Running A/B Tests

data science
statistics
a/b testing
Author

Matt Kaye

Published

April 9, 2022

This is the second post in a series on A/B testing. In the last post, I gave a high-level overview of what A/B testing is and why we might do it. This post will go a few steps farther. I’ll discuss how an A/B test is run, what we’re looking for along the way, and what happens when we call it one way or the other. This will set us up for the next post, which will discuss the mechanics of A/B testing.

How Can I Run An A/B Test?

In the last post, I laid out a hypothetical A/B test where I was considering changing the underline color for links on my blog from red to blue. As a refresher: Blue was the variant (the new proposed color) and red was the control (the current state of the world). We were testing to see if a blue underline would cause significantly more users to click the links to my blog posts. “But,” you ask, “how does the test actually happen?” That’s a great question! But first, a disclaimer: I’m not an engineer, so I can only give a bird’s eye view of how we do it at CollegeVine. I’m sure there are many other solutions used by other companies.

At CV, we use a tool called LaunchDarkly for running A/B tests. Essentially, LaunchDarkly lets us set up “feature flags” and show the version of the code that’s “behind” them to only certain users. For example, you might imagine you were rolling out a risky new change, and wanted to QA it first. One way we’ve done this kind of thing at CV is to put the risky change behind a feature flag, and then roll it out to our own team. Then, our team can QA and if anything looks off we can either fix the issues or revert the changes before rolling out to external users.

A/B testing with LD works similarly. Instead of only showing a new version of the code to internal users, we use a feature flag that shows each version of the code to a certain proportion of users, at random. The idea is to use the feature flag in LD to randomly sample users of our site into either the control group or the variant group. Then we track metrics over time to see if the variant is outperforming the control group.
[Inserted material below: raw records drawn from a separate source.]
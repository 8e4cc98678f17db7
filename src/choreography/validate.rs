use crate::animation::track::Track;
use crate::choreography::model::{Act, ActKind, Choreography, Driver, ModuleDef, ModuleRole};
use crate::foundation::core::OffsetUnit;
use crate::foundation::error::{FolioError, FolioResult};
use std::collections::BTreeSet;

/// Smallest absolute percentage offset that places a module off-canvas.
pub const OFF_CANVAS_PERCENT: f64 = 150.0;

const EPS: f64 = 1e-9;

/// Validate a choreography, failing with every violation found.
pub fn validate_choreography(c: &Choreography) -> FolioResult<()> {
    let violations = check_choreography(c);
    if violations.is_empty() {
        return Ok(());
    }
    Err(FolioError::validation(format!(
        "choreography '{}' is invalid: {}",
        c.name,
        violations.join("; ")
    )))
}

impl Choreography {
    /// Validate this choreography; see [`check_choreography`] for the rules.
    pub fn validate(&self) -> FolioResult<()> {
        validate_choreography(self)
    }
}

/// Collect every contract violation of `c` as a human readable line.
///
/// - every track starts at progress 0 and ends at progress 1
/// - acts tile `[0, 1]` in order
/// - focus modules are invisible during every other act's hold, dock during their own hold
///   and leave the canvas once their act is over
/// - scatter modules are raw-driven, bounded, and gone once the first focus act settles
/// - dashboard modules only rotate or scale inside entry transitions
pub fn check_choreography(c: &Choreography) -> Vec<String> {
    let mut out = Vec::new();
    check_acts(c, &mut out);

    let mut seen = BTreeSet::new();
    for m in &c.modules {
        if m.id.trim().is_empty() {
            out.push("module id must be non-empty".to_owned());
        }
        if !seen.insert(m.id.as_str()) {
            out.push(format!("duplicate module id '{}'", m.id));
        }
        for (prop, track) in m.named_tracks() {
            if !track.covers_unit_domain() {
                out.push(format!(
                    "{}.{prop}: breakpoints must span 0..1, got {}..{}",
                    m.id,
                    track.first().at,
                    track.last().at
                ));
            }
        }

        match &m.role {
            ModuleRole::Focus { act } => check_focus(c, m, act, &mut out),
            ModuleRole::Scatter => check_scatter(c, m, &mut out),
            ModuleRole::Overlay => {}
        }
    }
    out
}

fn check_acts(c: &Choreography, out: &mut Vec<String>) {
    if c.acts.is_empty() {
        return;
    }
    let mut names = BTreeSet::new();
    for a in &c.acts {
        if !names.insert(a.name.as_str()) {
            out.push(format!("duplicate act '{}'", a.name));
        }
        if !(a.start <= a.settle && a.settle <= a.end) {
            out.push(format!(
                "act '{}' must satisfy start <= settle <= end",
                a.name
            ));
        }
    }
    if c.acts[0].start.abs() > EPS {
        out.push(format!("first act '{}' must start at 0", c.acts[0].name));
    }
    if let Some(last) = c.acts.last()
        && (last.end - 1.0).abs() > EPS
    {
        out.push(format!("last act '{}' must end at 1", last.name));
    }
    for w in c.acts.windows(2) {
        if (w[0].end - w[1].start).abs() > EPS {
            out.push(format!(
                "act '{}' must start where '{}' ends",
                w[1].name, w[0].name
            ));
        }
    }
}

fn check_focus(c: &Choreography, m: &ModuleDef, act_name: &str, out: &mut Vec<String>) {
    let Some(act) = c.act(act_name) else {
        out.push(format!("{}: focus act '{act_name}' does not exist", m.id));
        return;
    };
    if act.kind != ActKind::Focus {
        out.push(format!("{}: act '{act_name}' is not a focus act", m.id));
    }

    for other in c.acts.iter().filter(|a| a.kind == ActKind::Focus) {
        if other.name == act.name {
            continue;
        }
        if !is_constant_over(&m.tracks.opacity, other.hold_window(), 0.0) {
            out.push(format!(
                "{}.opacity must be 0 while '{}' holds",
                m.id, other.name
            ));
        }
    }

    let (hold_start, _) = act.hold_window();
    if m.tracks.opacity.evaluate(hold_start) <= 0.0 {
        out.push(format!(
            "{}.opacity must be visible while '{}' holds",
            m.id, act.name
        ));
    }

    for (prop, track) in [("x", &m.tracks.x), ("y", &m.tracks.y)] {
        let dock = track.evaluate(hold_start);
        if !is_constant_over(track, act.hold_window(), dock) {
            out.push(format!(
                "{}.{prop} must hold its dock position while '{}' holds",
                m.id, act.name
            ));
        }
    }

    if act.end < 1.0 - EPS {
        if m.unit != OffsetUnit::Percent {
            out.push(format!("{}: focus modules must use percent offsets", m.id));
        }
        let exit_at = exit_point(c, act);
        for p in [exit_at, 1.0] {
            let off = m.tracks.x.evaluate(p).abs().max(m.tracks.y.evaluate(p).abs());
            if off < OFF_CANVAS_PERCENT - EPS {
                out.push(format!(
                    "{} must be off-canvas (>= {OFF_CANVAS_PERCENT}%) at progress {p}, got {off}%",
                    m.id
                ));
            }
        }
    }

    check_transform_windows(c, m, out);
}

fn check_scatter(c: &Choreography, m: &ModuleDef, out: &mut Vec<String>) {
    if m.position_driver != Driver::Raw {
        out.push(format!("{}: scatter modules must be driven by raw progress", m.id));
    }
    for (prop, track) in [("x", &m.tracks.x), ("y", &m.tracks.y)] {
        if let Some(k) = track
            .keys()
            .iter()
            .find(|k| k.value.abs() > c.parallax_limit + EPS)
        {
            out.push(format!(
                "{}.{prop} drifts to {} beyond the parallax limit {}",
                m.id, k.value, c.parallax_limit
            ));
        }
    }
    for act in c.acts.iter().filter(|a| a.kind == ActKind::Focus) {
        if !is_constant_over(&m.tracks.opacity, act.hold_window(), 0.0) {
            out.push(format!(
                "{}.opacity must be 0 while '{}' holds",
                m.id, act.name
            ));
        }
    }
    check_transform_windows(c, m, out);
}

fn check_transform_windows(c: &Choreography, m: &ModuleDef, out: &mut Vec<String>) {
    let windows = c.transition_windows();
    for (prop, track) in [("scale", &m.tracks.scale), ("rotateY", &m.tracks.rotate_y)] {
        for w in track.keys().windows(2) {
            let (a, b) = (&w[0], &w[1]);
            if a.value == b.value {
                continue;
            }
            let inside = windows
                .iter()
                .any(|&(s, e)| s - EPS <= a.at && b.at <= e + EPS);
            if !inside {
                out.push(format!(
                    "{}.{prop} changes over {}..{} outside every transition window",
                    m.id, a.at, b.at
                ));
            }
        }
    }
}

/// Progress by which a focus module must have left: the settle point of the next act.
fn exit_point(c: &Choreography, act: &Act) -> f64 {
    c.acts
        .iter()
        .find(|a| (a.start - act.end).abs() <= EPS)
        .map_or(act.end, |next| next.settle)
}

/// `true` when `track` equals `value` everywhere in `[start, end]`.
///
/// Tracks are piecewise linear, so the window endpoints plus every key inside it decide.
fn is_constant_over(track: &Track<f64>, (start, end): (f64, f64), value: f64) -> bool {
    let same = |v: f64| (v - value).abs() <= EPS;
    same(track.evaluate(start))
        && same(track.evaluate(end))
        && track
            .keys()
            .iter()
            .filter(|k| start <= k.at && k.at <= end)
            .all(|k| same(k.value))
}

#[cfg(test)]
#[path = "../../tests/unit/choreography/validate.rs"]
mod tests;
My Experiment Is Running. Now What?

Back to our hypothetical experiment on my blog. Now, half of users are seeing red-underlined links, and half are seeing blue underlines, at random. So now, we need a way to track the conversion rate of those links. In step a whole bunch of business intelligence (BI) tools, and other tools that brand themselves as being tools for all different flavors of analytics. At CV, we use a tool called Heap for user analytics (including A/B testing).

Let’s imagine that my blog were wired up to Heap, and tracking page views on my landing page and clicks of the links on that page to individual posts behind the scenes. In Heap, we could visualize the conversion rate from the landing page to any post in a funnel or in a table, where the conversion rate between the two is the proportion of users who hit the landing page that end up clicking one of the links (“converting”) to a post. We could also view these numbers in a table, where we’d have one cell that has the total number of sessions on the landing page and another cell with the number of sessions on the posts, and the conversion rate is the latter divided by the former (roughly).

Since we have our feature flag set up to track which users are being placed in each group, we can also group by that “property” in Heap, which lets us separate our analysis into the control and the variant. This means that we can compare the conversion rates for the red underline and the blue underline, which is exactly what we’re trying to do! Generally, we’ll set up a Heap dashboard with the funnel we’re interested in so we can track out metrics over time.

Interpreting the Metrics

Now that the funnel is set up, you’re watching results stream in. Let’s imagine that at some point in time, each group has 1000 users (i.e. 1000 users have seen the variant and another 1000 have seen the control), and 250 users in the variant group converted while only 200 in the control group did. From there, we can calculate our conversion rates as 25% (variant) and 20% (control). And for the purposes of keeping this post simple, let’s assume that lift is big enough for us (by some definition of “big enough”, which we’ll get to in a later post). In that case, we call our test for the variant. In practice, this means we route all traffic to the variant instead of splitting it 50/50, and then we can remove the feature flag from our code and boom! We now have some cool blue underlines for the links on the blog.

But back to the lift being big enough: In practice, is knowing that the variant is performing 25% better than the control enough to call the test for the variant? Making this call in a rigorous, informed way is what the rest of the posts in this series will discuss.